> _Required work_
Find and return every line of the data that contains the word "crate".

Segment Open

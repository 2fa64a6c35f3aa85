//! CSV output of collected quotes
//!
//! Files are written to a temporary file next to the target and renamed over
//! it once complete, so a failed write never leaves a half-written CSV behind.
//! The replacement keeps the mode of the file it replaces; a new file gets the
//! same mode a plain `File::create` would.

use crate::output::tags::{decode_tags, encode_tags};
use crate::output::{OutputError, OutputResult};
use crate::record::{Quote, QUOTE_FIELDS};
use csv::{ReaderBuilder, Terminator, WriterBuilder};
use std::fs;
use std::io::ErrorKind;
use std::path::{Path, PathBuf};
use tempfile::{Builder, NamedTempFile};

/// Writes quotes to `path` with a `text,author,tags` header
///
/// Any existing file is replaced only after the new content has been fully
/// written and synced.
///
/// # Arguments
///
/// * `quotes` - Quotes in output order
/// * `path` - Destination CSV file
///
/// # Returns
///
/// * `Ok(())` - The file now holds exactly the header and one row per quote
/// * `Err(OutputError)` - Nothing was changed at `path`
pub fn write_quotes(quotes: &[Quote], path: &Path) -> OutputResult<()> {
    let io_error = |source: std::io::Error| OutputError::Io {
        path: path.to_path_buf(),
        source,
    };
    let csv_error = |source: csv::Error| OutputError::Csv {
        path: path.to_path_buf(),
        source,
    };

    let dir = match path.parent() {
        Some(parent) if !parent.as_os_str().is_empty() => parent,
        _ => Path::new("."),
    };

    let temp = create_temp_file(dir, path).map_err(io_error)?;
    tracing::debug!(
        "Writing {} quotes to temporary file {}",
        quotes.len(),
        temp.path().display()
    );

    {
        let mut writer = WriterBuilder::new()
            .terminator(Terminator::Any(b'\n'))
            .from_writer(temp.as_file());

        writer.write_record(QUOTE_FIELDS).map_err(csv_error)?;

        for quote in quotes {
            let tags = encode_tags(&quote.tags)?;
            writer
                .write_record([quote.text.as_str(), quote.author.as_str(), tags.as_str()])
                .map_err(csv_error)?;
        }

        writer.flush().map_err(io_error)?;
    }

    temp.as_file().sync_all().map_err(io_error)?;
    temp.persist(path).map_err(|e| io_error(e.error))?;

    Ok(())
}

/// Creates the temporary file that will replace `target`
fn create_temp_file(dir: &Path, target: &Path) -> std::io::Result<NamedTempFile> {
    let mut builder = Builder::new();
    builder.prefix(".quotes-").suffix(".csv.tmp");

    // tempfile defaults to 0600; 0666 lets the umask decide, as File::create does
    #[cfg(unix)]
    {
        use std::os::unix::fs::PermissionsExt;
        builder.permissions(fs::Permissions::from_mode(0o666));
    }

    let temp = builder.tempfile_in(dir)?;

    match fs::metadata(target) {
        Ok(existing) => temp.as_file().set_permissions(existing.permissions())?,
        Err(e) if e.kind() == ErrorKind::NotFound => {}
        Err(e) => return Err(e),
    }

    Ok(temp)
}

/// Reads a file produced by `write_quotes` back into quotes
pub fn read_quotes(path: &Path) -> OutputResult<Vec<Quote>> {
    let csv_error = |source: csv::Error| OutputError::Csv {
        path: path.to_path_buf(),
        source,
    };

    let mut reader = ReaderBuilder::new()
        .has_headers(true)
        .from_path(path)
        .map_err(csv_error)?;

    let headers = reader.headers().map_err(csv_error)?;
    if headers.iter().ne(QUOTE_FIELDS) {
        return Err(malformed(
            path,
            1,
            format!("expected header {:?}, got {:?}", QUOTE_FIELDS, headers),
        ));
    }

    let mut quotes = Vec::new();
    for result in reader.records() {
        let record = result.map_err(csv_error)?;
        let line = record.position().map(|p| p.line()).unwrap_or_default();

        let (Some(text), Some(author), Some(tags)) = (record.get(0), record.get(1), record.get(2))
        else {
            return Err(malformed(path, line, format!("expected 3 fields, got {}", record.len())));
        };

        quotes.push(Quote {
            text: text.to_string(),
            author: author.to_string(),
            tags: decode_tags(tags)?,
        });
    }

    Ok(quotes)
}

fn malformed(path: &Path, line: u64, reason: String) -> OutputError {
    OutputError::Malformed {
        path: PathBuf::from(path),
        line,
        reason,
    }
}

Segment Closed

> _Exercise response_
use crate::output::tags::{decode_tags, encode_tags};
use crate::output::{OutputError, OutputResult};
use crate::record::{Quote, QUOTE_FIELDS};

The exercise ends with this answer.